## EXERCISE GOAL
Look through the data and write out every line with the word "ExternalApi" in it.

## TASK MATERIAL
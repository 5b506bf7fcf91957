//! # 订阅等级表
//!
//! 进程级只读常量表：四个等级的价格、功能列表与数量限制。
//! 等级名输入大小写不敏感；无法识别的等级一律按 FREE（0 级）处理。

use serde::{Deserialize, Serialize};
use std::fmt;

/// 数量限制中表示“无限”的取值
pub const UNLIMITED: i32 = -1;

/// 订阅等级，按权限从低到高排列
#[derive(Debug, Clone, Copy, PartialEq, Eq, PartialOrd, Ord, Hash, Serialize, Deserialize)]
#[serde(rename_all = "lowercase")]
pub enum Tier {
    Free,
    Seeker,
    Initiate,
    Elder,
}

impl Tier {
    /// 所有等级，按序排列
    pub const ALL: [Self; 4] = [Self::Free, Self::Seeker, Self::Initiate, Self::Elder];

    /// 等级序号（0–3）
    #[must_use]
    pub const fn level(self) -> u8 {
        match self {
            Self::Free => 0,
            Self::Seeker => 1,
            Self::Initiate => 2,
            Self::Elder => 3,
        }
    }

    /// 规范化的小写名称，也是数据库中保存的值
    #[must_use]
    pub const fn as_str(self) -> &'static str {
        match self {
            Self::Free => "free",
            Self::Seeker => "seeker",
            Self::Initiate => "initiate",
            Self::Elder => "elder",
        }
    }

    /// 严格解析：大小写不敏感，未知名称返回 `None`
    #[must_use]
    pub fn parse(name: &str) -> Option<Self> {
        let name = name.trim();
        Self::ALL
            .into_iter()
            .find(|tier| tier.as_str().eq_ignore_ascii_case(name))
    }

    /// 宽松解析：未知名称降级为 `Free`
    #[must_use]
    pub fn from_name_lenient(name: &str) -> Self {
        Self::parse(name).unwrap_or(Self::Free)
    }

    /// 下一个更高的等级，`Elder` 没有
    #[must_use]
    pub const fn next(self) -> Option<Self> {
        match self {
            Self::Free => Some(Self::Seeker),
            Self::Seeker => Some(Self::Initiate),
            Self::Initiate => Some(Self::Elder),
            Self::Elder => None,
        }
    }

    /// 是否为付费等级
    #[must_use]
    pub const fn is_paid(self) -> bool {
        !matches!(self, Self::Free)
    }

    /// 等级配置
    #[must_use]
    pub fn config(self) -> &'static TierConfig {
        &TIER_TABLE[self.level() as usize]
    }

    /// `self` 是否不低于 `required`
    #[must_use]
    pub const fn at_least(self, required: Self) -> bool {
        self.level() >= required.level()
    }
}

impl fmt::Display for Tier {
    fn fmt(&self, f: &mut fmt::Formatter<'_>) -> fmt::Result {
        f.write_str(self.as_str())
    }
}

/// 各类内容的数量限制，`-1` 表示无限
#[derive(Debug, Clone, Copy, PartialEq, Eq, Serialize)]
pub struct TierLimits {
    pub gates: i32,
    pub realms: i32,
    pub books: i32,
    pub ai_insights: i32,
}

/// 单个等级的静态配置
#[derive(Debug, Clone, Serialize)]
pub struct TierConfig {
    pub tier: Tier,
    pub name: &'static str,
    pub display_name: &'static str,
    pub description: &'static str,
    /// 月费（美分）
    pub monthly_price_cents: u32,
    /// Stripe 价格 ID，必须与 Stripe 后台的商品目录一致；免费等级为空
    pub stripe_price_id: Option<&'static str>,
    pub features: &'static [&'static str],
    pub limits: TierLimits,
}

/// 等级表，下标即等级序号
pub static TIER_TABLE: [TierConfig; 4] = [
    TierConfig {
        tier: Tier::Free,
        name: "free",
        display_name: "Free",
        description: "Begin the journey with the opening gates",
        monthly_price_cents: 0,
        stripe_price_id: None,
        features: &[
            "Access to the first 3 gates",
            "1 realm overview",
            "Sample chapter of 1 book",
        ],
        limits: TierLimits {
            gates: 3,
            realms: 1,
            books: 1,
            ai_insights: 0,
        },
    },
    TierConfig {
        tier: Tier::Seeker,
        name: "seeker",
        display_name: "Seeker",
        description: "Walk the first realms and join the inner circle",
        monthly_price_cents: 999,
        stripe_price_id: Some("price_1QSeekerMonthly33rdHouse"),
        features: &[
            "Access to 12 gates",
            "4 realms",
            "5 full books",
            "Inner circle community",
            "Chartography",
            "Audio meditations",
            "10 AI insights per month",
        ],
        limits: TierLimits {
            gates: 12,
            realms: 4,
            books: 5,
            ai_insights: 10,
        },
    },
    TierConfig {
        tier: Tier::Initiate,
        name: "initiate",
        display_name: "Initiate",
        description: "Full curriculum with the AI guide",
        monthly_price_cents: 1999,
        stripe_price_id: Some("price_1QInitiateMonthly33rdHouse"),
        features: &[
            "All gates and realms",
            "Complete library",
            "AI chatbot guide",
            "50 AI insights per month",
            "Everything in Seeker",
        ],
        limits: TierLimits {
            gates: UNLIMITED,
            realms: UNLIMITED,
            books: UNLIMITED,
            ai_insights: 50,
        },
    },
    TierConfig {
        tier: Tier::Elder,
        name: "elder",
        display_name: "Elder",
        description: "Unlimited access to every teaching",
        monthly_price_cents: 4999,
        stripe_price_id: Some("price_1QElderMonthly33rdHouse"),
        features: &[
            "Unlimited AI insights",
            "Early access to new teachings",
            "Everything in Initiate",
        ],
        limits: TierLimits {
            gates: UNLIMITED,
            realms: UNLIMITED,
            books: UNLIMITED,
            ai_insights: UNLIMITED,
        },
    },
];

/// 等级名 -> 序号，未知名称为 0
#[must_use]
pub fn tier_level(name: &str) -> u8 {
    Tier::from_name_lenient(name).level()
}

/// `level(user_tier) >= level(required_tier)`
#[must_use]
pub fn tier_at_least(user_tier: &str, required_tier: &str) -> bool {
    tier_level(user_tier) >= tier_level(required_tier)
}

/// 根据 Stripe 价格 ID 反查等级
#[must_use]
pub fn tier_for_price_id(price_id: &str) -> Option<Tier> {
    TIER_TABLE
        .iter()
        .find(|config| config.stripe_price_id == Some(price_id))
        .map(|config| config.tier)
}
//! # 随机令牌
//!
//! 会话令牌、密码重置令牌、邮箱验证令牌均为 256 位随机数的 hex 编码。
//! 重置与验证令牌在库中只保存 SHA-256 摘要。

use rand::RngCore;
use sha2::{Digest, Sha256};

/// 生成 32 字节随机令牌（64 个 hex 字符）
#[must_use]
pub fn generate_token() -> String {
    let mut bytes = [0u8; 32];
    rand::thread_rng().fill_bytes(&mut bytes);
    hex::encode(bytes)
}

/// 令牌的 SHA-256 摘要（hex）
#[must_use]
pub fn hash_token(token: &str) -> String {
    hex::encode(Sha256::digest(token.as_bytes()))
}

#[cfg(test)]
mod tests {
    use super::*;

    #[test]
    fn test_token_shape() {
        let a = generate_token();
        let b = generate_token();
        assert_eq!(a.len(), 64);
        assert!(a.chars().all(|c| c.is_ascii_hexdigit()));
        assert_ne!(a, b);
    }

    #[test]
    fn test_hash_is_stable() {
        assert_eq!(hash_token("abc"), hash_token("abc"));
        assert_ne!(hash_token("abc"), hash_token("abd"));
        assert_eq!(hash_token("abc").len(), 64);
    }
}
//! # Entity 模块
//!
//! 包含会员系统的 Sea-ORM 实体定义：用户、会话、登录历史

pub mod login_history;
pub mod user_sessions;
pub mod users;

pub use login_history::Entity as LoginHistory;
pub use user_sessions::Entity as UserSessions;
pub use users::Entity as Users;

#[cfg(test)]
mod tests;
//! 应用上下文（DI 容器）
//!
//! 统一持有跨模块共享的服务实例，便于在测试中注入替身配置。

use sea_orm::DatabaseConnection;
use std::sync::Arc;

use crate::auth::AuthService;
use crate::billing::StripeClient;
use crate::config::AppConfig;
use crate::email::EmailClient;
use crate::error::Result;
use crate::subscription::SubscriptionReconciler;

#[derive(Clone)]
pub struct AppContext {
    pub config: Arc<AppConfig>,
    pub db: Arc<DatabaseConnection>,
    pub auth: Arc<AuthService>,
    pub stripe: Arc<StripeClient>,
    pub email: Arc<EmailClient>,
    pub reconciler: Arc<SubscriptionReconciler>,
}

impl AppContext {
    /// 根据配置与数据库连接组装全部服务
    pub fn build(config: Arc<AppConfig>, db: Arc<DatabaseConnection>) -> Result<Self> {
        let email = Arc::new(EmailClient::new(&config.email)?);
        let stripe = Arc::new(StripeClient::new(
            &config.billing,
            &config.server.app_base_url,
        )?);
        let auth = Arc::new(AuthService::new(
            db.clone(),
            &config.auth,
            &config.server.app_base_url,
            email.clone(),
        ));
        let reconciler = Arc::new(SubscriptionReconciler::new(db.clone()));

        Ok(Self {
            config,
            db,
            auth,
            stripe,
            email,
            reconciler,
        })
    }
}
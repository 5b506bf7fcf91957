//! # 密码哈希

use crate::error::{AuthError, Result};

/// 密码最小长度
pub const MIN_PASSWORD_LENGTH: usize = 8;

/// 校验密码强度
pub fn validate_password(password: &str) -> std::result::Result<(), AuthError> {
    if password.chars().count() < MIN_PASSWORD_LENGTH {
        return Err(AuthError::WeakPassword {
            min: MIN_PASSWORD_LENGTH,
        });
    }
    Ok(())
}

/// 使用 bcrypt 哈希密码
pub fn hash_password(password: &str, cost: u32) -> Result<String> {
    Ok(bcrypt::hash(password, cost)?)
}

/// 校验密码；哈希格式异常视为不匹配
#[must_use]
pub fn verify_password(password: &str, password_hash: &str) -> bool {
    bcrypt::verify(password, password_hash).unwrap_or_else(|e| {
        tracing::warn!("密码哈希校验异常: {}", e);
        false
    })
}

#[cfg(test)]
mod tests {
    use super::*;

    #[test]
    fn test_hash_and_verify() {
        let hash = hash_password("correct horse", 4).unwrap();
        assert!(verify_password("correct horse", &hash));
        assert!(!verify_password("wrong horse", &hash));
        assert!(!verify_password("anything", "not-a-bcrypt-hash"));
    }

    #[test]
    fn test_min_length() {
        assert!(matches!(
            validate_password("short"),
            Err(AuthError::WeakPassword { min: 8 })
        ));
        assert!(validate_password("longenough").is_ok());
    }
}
---
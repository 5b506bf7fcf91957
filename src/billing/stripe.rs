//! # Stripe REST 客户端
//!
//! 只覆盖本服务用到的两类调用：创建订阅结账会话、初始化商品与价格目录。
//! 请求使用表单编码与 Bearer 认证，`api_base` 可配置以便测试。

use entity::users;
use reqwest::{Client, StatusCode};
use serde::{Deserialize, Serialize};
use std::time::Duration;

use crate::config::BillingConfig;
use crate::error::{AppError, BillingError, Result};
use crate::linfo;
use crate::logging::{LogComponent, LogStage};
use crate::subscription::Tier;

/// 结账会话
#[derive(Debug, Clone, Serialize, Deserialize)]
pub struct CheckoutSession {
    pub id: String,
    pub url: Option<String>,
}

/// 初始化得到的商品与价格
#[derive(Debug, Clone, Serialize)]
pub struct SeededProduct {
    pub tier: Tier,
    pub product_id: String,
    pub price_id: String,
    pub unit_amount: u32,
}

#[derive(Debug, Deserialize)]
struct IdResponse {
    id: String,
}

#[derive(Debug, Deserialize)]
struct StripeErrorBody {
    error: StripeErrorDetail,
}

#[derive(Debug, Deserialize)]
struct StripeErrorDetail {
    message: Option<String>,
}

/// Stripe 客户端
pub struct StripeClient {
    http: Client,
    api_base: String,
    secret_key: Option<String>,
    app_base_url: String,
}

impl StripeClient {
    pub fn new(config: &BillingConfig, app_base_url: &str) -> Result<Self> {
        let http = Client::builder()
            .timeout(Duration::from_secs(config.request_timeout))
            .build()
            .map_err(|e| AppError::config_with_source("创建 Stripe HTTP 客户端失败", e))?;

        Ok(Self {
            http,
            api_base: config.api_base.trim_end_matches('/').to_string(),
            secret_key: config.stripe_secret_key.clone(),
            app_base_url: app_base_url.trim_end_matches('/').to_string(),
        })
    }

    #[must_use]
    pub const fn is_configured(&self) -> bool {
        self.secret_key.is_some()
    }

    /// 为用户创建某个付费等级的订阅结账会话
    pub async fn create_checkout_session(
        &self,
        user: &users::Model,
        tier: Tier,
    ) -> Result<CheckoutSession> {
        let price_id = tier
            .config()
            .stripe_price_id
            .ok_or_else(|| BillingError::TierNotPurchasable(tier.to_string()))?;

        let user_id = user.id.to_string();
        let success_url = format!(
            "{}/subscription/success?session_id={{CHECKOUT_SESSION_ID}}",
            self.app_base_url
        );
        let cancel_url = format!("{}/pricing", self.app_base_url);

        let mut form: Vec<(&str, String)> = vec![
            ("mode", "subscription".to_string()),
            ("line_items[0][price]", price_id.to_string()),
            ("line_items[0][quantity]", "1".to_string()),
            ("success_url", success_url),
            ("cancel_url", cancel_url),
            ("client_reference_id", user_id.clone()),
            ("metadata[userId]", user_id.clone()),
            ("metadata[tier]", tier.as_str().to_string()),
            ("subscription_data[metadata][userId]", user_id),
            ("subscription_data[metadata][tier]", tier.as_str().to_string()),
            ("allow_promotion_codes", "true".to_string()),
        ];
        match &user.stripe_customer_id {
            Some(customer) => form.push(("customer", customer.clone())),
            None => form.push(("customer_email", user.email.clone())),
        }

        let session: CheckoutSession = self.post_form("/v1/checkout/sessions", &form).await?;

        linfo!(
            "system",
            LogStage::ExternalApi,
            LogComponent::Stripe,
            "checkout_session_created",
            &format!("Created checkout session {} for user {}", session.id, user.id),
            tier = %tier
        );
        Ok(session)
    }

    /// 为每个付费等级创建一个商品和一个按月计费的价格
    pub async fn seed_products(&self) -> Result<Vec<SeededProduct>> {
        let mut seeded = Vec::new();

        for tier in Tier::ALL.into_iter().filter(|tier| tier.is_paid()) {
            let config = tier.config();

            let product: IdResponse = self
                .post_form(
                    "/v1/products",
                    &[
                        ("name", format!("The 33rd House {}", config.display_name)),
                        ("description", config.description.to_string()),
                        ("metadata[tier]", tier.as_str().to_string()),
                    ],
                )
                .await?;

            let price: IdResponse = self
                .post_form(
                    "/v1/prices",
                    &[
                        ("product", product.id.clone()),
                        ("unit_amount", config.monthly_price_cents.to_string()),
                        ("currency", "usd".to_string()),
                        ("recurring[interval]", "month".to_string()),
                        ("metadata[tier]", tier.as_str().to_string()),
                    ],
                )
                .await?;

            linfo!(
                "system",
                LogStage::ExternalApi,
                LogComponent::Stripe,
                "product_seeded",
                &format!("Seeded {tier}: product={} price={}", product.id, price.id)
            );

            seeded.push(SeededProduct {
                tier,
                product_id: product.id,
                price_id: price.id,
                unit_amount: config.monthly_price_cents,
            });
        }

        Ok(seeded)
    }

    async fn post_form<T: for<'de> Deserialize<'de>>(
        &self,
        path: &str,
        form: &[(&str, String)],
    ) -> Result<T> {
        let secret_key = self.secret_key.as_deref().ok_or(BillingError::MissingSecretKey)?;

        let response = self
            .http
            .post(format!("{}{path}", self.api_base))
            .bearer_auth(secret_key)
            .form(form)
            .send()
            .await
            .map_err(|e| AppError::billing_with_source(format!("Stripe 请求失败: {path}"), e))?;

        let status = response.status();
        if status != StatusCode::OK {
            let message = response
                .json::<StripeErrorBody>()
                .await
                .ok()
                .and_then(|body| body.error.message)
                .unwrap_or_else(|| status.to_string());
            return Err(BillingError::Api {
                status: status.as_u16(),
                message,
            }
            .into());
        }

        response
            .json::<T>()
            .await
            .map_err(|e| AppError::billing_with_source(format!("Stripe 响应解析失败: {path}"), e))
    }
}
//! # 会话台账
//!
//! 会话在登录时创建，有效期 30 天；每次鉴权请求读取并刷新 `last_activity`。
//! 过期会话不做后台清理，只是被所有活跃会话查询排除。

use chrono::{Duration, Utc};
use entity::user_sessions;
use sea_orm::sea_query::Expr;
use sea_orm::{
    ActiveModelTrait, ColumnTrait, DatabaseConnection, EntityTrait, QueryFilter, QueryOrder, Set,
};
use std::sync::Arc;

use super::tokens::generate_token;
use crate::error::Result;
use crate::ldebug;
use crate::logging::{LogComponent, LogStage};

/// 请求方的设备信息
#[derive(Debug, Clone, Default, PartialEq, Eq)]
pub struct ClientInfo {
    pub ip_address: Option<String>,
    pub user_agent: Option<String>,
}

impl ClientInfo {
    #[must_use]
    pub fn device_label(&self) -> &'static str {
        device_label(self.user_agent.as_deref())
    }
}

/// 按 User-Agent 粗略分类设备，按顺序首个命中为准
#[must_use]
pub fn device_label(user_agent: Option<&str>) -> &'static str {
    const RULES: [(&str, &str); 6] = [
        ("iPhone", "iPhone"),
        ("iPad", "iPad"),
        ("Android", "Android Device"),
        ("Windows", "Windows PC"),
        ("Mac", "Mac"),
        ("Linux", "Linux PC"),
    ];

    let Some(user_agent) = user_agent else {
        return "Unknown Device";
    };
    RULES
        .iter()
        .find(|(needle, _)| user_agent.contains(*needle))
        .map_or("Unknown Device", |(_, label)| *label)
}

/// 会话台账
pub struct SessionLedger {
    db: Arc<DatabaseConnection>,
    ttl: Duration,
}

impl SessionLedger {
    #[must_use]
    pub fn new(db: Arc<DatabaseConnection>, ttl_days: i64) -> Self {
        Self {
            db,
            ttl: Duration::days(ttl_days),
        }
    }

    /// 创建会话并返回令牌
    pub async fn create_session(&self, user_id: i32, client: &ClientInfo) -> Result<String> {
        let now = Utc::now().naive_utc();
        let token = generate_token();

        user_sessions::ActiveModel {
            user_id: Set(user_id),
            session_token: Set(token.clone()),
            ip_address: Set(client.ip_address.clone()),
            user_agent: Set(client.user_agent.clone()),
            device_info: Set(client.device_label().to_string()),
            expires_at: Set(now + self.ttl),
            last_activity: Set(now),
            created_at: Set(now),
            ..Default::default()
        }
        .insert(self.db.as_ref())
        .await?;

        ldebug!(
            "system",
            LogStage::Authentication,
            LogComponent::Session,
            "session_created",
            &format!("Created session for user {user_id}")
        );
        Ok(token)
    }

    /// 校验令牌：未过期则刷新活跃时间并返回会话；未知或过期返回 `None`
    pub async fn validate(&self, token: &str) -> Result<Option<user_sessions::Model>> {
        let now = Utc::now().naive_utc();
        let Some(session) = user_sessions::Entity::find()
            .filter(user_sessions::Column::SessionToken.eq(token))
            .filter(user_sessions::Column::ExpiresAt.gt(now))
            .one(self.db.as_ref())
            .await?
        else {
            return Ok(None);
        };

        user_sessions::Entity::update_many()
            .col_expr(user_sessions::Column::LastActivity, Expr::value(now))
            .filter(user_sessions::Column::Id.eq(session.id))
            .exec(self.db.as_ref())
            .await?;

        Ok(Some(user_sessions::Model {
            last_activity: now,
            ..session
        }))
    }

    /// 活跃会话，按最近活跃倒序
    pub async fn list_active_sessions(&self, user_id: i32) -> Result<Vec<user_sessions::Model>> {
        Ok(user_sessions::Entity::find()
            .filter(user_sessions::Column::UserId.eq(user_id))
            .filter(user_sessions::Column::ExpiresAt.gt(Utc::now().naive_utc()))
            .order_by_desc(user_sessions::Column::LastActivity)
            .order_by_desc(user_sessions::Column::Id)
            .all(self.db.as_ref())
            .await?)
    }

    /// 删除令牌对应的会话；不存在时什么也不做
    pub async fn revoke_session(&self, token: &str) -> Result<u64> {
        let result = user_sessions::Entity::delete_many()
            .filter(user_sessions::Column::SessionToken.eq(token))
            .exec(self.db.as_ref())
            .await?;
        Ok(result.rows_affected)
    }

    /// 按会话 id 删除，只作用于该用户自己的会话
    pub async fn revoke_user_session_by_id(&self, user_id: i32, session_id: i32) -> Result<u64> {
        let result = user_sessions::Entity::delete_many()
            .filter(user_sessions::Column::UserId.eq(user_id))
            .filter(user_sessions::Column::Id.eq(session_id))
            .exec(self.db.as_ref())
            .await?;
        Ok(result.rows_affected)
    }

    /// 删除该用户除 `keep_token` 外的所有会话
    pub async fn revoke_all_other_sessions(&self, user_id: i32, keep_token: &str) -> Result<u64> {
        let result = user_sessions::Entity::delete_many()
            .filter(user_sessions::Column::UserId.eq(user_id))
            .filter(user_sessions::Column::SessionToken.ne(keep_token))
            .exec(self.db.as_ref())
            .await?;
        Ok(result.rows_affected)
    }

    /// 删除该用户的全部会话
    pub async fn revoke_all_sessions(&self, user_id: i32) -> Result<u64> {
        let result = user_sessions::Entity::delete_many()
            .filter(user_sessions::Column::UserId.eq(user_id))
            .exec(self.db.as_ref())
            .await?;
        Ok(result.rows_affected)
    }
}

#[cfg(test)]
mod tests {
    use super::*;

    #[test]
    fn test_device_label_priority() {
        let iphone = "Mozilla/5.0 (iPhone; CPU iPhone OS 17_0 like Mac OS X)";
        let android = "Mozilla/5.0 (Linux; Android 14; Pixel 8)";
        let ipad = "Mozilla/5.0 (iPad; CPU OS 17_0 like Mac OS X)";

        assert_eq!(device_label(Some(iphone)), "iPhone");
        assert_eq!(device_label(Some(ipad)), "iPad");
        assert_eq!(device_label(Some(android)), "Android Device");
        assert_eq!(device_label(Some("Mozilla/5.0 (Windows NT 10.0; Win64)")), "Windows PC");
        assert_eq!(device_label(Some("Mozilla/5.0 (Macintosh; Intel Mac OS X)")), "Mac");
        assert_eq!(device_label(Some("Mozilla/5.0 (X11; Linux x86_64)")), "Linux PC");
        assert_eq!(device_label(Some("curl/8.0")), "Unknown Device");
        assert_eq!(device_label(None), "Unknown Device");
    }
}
==
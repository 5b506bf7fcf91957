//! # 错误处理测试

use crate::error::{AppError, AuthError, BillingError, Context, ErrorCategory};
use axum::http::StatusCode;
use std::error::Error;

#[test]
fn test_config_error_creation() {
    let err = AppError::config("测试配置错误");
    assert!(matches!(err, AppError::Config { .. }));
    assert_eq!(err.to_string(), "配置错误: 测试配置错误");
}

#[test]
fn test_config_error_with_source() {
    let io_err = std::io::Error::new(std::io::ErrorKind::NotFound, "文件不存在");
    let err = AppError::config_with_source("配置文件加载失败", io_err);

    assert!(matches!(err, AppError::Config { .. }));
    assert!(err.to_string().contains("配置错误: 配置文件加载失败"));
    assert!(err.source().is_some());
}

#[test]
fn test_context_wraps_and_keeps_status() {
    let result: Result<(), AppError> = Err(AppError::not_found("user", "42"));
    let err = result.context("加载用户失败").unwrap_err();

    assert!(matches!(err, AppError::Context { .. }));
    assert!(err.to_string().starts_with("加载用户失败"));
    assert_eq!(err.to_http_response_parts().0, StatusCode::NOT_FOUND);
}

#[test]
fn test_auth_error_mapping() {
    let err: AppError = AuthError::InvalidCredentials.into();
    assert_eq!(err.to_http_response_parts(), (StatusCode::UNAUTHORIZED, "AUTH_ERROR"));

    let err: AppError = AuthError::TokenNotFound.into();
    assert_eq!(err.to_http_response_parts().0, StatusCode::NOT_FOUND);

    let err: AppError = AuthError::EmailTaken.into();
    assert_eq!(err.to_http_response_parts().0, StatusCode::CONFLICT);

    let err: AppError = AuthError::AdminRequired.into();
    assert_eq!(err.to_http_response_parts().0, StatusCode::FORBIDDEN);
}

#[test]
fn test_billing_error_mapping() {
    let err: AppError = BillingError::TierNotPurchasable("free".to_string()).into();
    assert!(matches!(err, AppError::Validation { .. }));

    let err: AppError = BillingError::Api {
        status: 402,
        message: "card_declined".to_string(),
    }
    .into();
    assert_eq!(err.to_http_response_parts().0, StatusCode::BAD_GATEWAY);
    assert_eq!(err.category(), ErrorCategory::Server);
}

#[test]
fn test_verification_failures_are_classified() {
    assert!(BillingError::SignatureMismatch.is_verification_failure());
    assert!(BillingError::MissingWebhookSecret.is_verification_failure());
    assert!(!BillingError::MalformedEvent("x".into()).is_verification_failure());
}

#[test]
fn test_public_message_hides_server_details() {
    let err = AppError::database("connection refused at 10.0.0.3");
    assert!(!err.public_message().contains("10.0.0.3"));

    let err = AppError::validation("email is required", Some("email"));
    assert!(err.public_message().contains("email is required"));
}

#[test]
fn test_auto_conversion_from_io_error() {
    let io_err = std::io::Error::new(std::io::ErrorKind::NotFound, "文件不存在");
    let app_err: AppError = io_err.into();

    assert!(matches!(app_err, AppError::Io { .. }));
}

## REPLY TO THE TASK
            LogStage::ExternalApi,
                LogStage::ExternalApi,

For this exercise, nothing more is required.